Журналистка правозащитного центра «Весна» Диана Пинчук называет ресоциализацию бывших политзаключенных незаметной и недооцененной проблемой. Вместе с режиссером Дмитрием Пылыпивом она сняла документальный фильм «Тень радости» о первых месяцах на свободе Артура Жвиридовского, которого судили по политическому делу.
«Восстановление после тюрьмы займет годы, — считает она. — И часто это ложится на плечи родственников и друзей бывшего политзаключенного, а иногда и только на него самого. В нынешней ситуации сложно создать систему поддержки, которая будет оперативной, безопасной и всеобъемлющей. Поэтому проблема очень серьезная».
Диана вспоминает, что когда встречала Артура на вокзале в Варшаве, увидела его растерянный взгляд. «Он оказался в Польше с одной сумкой вещей, без знания языка и особенностей новой страны.
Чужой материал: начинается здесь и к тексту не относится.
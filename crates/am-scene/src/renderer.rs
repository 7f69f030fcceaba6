use am_core::CoreError;
use am_core::ease::Damped;
use am_core::frame::FrameBuffer;
use glam::{Mat4, Vec2, Vec3};
use rayon::prelude::*;

use crate::camera::PerspectiveCamera;
use crate::shader::{FrameUniforms, displace_vertex, sample_fragment};

/// Per-frame fraction of the remaining distance the mesh rotation closes
/// toward the pointer target.
const ROTATION_FACTOR: f32 = 0.05;

/// A quad corner after projection: screen position plus the perspective
/// terms needed for correct UV interpolation.
#[derive(Clone, Copy)]
struct ProjectedVertex {
    screen: Vec2,
    inv_w: f32,
    uv_over_w: Vec2,
}

/// Renders one textured quad under a perspective camera.
///
/// A software stand-in for the GPU path: the vertex stage wobbles the four
/// corners, the fragment stage does the chromatic texture sampling, and a
/// row-parallel rasterizer fills the render target. The quad and texture
/// are built once; `resize` only touches the camera aspect and the target.
#[derive(Debug)]
pub struct SceneRenderer {
    camera: PerspectiveCamera,
    texture: FrameBuffer,
    quad_half_w: f32,
    quad_half_h: f32,
    rotation_x: Damped,
    rotation_y: Damped,
    waves_enabled: f32,
    target: FrameBuffer,
}

impl SceneRenderer {
    /// Build the scene: one single-segment quad whose width preserves the
    /// texture aspect ratio against `plane_base_height`.
    ///
    /// # Errors
    /// `ContextUnavailable` if the render target cannot be created
    /// (zero-sized container). No software fallback below this one.
    pub fn new(
        plane_base_height: f32,
        texture_aspect: f32,
        width: u32,
        height: u32,
        enable_waves: bool,
    ) -> Result<Self, CoreError> {
        if width == 0 || height == 0 {
            return Err(CoreError::ContextUnavailable { width, height });
        }
        let quad_h = plane_base_height;
        let quad_w = plane_base_height * texture_aspect.max(f32::EPSILON);
        Ok(Self {
            camera: PerspectiveCamera::new(width as f32 / height as f32),
            texture: FrameBuffer::new(2, 2),
            quad_half_w: quad_w / 2.0,
            quad_half_h: quad_h / 2.0,
            rotation_x: Damped::new(0.0, ROTATION_FACTOR),
            rotation_y: Damped::new(0.0, ROTATION_FACTOR),
            waves_enabled: if enable_waves { 1.0 } else { 0.0 },
            target: FrameBuffer::new(width, height),
        })
    }

    /// Upload the current raster into the scene texture.
    ///
    /// Runs at construction and on every scene rebuild; same-size uploads
    /// reuse the existing allocation.
    pub fn upload_texture(&mut self, pixels: &FrameBuffer) {
        if self.texture.width == pixels.width && self.texture.height == pixels.height {
            self.texture.data.copy_from_slice(&pixels.data);
        } else {
            self.texture = pixels.clone();
        }
    }

    /// Cheap resize path: camera aspect and render target only. The quad,
    /// the texture, and the smoothed rotation state are untouched.
    pub fn resize(&mut self, width: u32, height: u32) {
        if width == 0 || height == 0 {
            log::debug!("resize to {width}×{height} ignored, not ready");
            return;
        }
        self.camera.set_aspect(width as f32 / height as f32);
        if self.target.width != width || self.target.height != height {
            self.target = FrameBuffer::new(width, height);
        }
    }

    /// Toggle the vertex wobble. Uniform change only, no rebuild.
    pub fn set_waves(&mut self, enabled: bool) {
        self.waves_enabled = if enabled { 1.0 } else { 0.0 };
    }

    /// Render target dimensions.
    #[must_use]
    pub fn size(&self) -> (u32, u32) {
        (self.target.width, self.target.height)
    }

    /// The last rendered frame.
    #[must_use]
    pub fn target(&self) -> &FrameBuffer {
        &self.target
    }

    /// Current smoothed rotation (x, y) in radians.
    #[must_use]
    pub fn rotation(&self) -> (f32, f32) {
        (self.rotation_x.value(), self.rotation_y.value())
    }

    /// Draw one frame.
    ///
    /// `elapsed_secs` is wall-clock time since the instance started;
    /// `pointer_norm` is the pointer position normalized to [0, 1] within
    /// the container. The time uniform advances as `sin(t × 0.5)` and the
    /// rotation exponentially approaches the pointer-derived target.
    pub fn render_frame(&mut self, elapsed_secs: f32, pointer_norm: Vec2) -> &FrameBuffer {
        let uniforms = FrameUniforms {
            time: (elapsed_secs * 0.5).sin(),
            pointer_influence: 1.0,
            waves_enabled: self.waves_enabled,
        };

        // Pointer at the top of the container tilts the mesh up, at the
        // left turns it left: targets span ±0.5 around the center.
        let rx = self.rotation_x.step(0.5 - pointer_norm.y.clamp(0.0, 1.0));
        let ry = self.rotation_y.step(pointer_norm.x.clamp(0.0, 1.0) - 0.5);

        let model = Mat4::from_rotation_y(ry) * Mat4::from_rotation_x(rx);
        let mvp = self.camera.view_projection() * model;

        self.target.clear();

        let (hw, hh) = (self.quad_half_w, self.quad_half_h);
        let corners = [
            (Vec3::new(-hw, hh, 0.0), Vec2::new(0.0, 0.0)),
            (Vec3::new(hw, hh, 0.0), Vec2::new(1.0, 0.0)),
            (Vec3::new(-hw, -hh, 0.0), Vec2::new(0.0, 1.0)),
            (Vec3::new(hw, -hh, 0.0), Vec2::new(1.0, 1.0)),
        ];

        let mut projected = [ProjectedVertex {
            screen: Vec2::ZERO,
            inv_w: 0.0,
            uv_over_w: Vec2::ZERO,
        }; 4];
        let (tw, th) = (self.target.width as f32, self.target.height as f32);
        for (slot, (position, uv)) in projected.iter_mut().zip(corners) {
            let displaced = displace_vertex(position, uniforms.time, uniforms.waves_enabled);
            let clip = mvp * displaced.extend(1.0);
            if clip.w <= 0.1 {
                // Behind the camera; cannot happen at z = 30 but a frame
                // is cheaper to skip than to clip.
                return &self.target;
            }
            let ndc = clip.truncate() / clip.w;
            slot.screen = Vec2::new((ndc.x * 0.5 + 0.5) * tw, (0.5 - ndc.y * 0.5) * th);
            slot.inv_w = 1.0 / clip.w;
            slot.uv_over_w = uv / clip.w;
        }

        // Two triangles covering the quad; double-sided, so winding is
        // handled by the signed-area division in the barycentrics.
        let triangles = [
            [projected[0], projected[2], projected[1]],
            [projected[1], projected[2], projected[3]],
        ];

        let texture = &self.texture;
        let width = self.target.width;
        let stride = (width * 4) as usize;
        self.target
            .data
            .par_chunks_exact_mut(stride)
            .enumerate()
            .for_each(|(y, row)| {
                let py = y as f32 + 0.5;
                for tri in &triangles {
                    rasterize_row(row, py, width, tri, texture, &uniforms);
                }
            });

        &self.target
    }
}

#[inline(always)]
fn edge(a: Vec2, b: Vec2, p: Vec2) -> f32 {
    (b.x - a.x) * (p.y - a.y) - (b.y - a.y) * (p.x - a.x)
}

/// Fill one target row for one triangle: inside test via barycentrics,
/// perspective-correct UV, fragment sample, RGBA write.
fn rasterize_row(
    row: &mut [u8],
    py: f32,
    width: u32,
    tri: &[ProjectedVertex; 3],
    texture: &FrameBuffer,
    uniforms: &FrameUniforms,
) {
    let [v0, v1, v2] = *tri;
    let area = edge(v0.screen, v1.screen, v2.screen);
    if area.abs() < 1e-6 {
        return;
    }

    let min_y = v0.screen.y.min(v1.screen.y).min(v2.screen.y);
    let max_y = v0.screen.y.max(v1.screen.y).max(v2.screen.y);
    if py < min_y || py > max_y {
        return;
    }

    let min_x = v0.screen.x.min(v1.screen.x).min(v2.screen.x).floor().max(0.0) as u32;
    let max_x = (v0.screen.x.max(v1.screen.x).max(v2.screen.x).ceil() as u32).min(width);

    for x in min_x..max_x {
        let p = Vec2::new(x as f32 + 0.5, py);
        let b0 = edge(v1.screen, v2.screen, p) / area;
        let b1 = edge(v2.screen, v0.screen, p) / area;
        let b2 = edge(v0.screen, v1.screen, p) / area;
        if b0 < 0.0 || b1 < 0.0 || b2 < 0.0 {
            continue;
        }

        let inv_w = b0 * v0.inv_w + b1 * v1.inv_w + b2 * v2.inv_w;
        if inv_w <= 0.0 {
            continue;
        }
        let uv = (b0 * v0.uv_over_w + b1 * v1.uv_over_w + b2 * v2.uv_over_w) / inv_w;

        let (r, g, b, a) = sample_fragment(texture, uv, uniforms);
        let idx = (x * 4) as usize;
        row[idx] = r;
        row[idx + 1] = g;
        row[idx + 2] = b;
        row[idx + 3] = a;
    }
}

#[cfg(test)]
mod tests {
    use super::*;

    fn white_texture(w: u32, h: u32) -> FrameBuffer {
        let mut fb = FrameBuffer::new(w, h);
        for px in fb.data.chunks_exact_mut(4) {
            px.copy_from_slice(&[255, 255, 255, 255]);
        }
        fb
    }

    #[test]
    fn zero_sized_target_is_context_unavailable() {
        let err = SceneRenderer::new(8.0, 2.0, 0, 100, true).unwrap_err();
        assert!(matches!(
            err,
            CoreError::ContextUnavailable {
                width: 0,
                height: 100
            }
        ));
    }

    #[test]
    fn centered_pointer_renders_quad_in_view() {
        let mut scene = SceneRenderer::new(8.0, 2.0, 64, 32, false).expect("scene");
        scene.upload_texture(&white_texture(8, 8));
        let frame = scene.render_frame(0.0, Vec2::new(0.5, 0.5));
        let (_, _, _, a) = frame.pixel(32, 16);
        assert_eq!(a, 255, "quad center should cover the target center");
        assert_eq!(frame.pixel(0, 0).3, 0, "corners stay transparent");
    }

    #[test]
    fn transparent_texture_renders_transparent_frame() {
        let mut scene = SceneRenderer::new(8.0, 2.0, 32, 32, true).expect("scene");
        scene.upload_texture(&FrameBuffer::new(8, 8));
        let frame = scene.render_frame(1.0, Vec2::new(0.5, 0.5));
        assert!(frame.data.chunks_exact(4).all(|px| px[3] == 0));
    }

    #[test]
    fn rotation_approaches_pointer_target_without_overshoot() {
        let mut scene = SceneRenderer::new(8.0, 1.0, 32, 32, false).expect("scene");
        scene.upload_texture(&white_texture(4, 4));
        // Pointer pinned to the top-left corner: targets (0.5, -0.5).
        let mut prev = scene.rotation();
        for _ in 0..400 {
            scene.render_frame(0.0, Vec2::new(0.0, 0.0));
            let (rx, ry) = scene.rotation();
            assert!(rx >= prev.0 && rx <= 0.5 + f32::EPSILON);
            assert!(ry <= prev.1 && ry >= -0.5 - f32::EPSILON);
            prev = (rx, ry);
        }
        assert!((prev.0 - 0.5).abs() < 1e-3);
        assert!((prev.1 + 0.5).abs() < 1e-3);
    }

    #[test]
    fn resize_updates_target_but_not_texture() {
        let mut scene = SceneRenderer::new(8.0, 2.0, 64, 32, true).expect("scene");
        scene.upload_texture(&white_texture(8, 8));
        scene.resize(128, 64);
        assert_eq!(scene.size(), (128, 64));
        assert_eq!(scene.texture.width, 8);
        scene.resize(0, 0); // Not ready yet, keep previous target.
        assert_eq!(scene.size(), (128, 64));
    }
}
И это довольно типичная история для бывших политзаключенных, — продолжает собеседница DW. — На такого человека сразу же наваливается множество задач, которые он зачастую не в состоянии выполнить самостоятельно, так как еще не адаптировался к свободе после многих лет заключения. Нужно найти жилье, разобраться с легализацией, пройти медобследование, обратиться к психологу, найти работу, устроить детей в школу или детский сад и многое другое. К сожалению, программ реабилитации, которые помогли бы решить все эти проблемы сразу, не существует».
В инициативе «Вольныя», которая помогает бывшим политзаключенным адаптироваться на свободе, отмечают, что на первом месте — проблемы со здоровьем и финансами.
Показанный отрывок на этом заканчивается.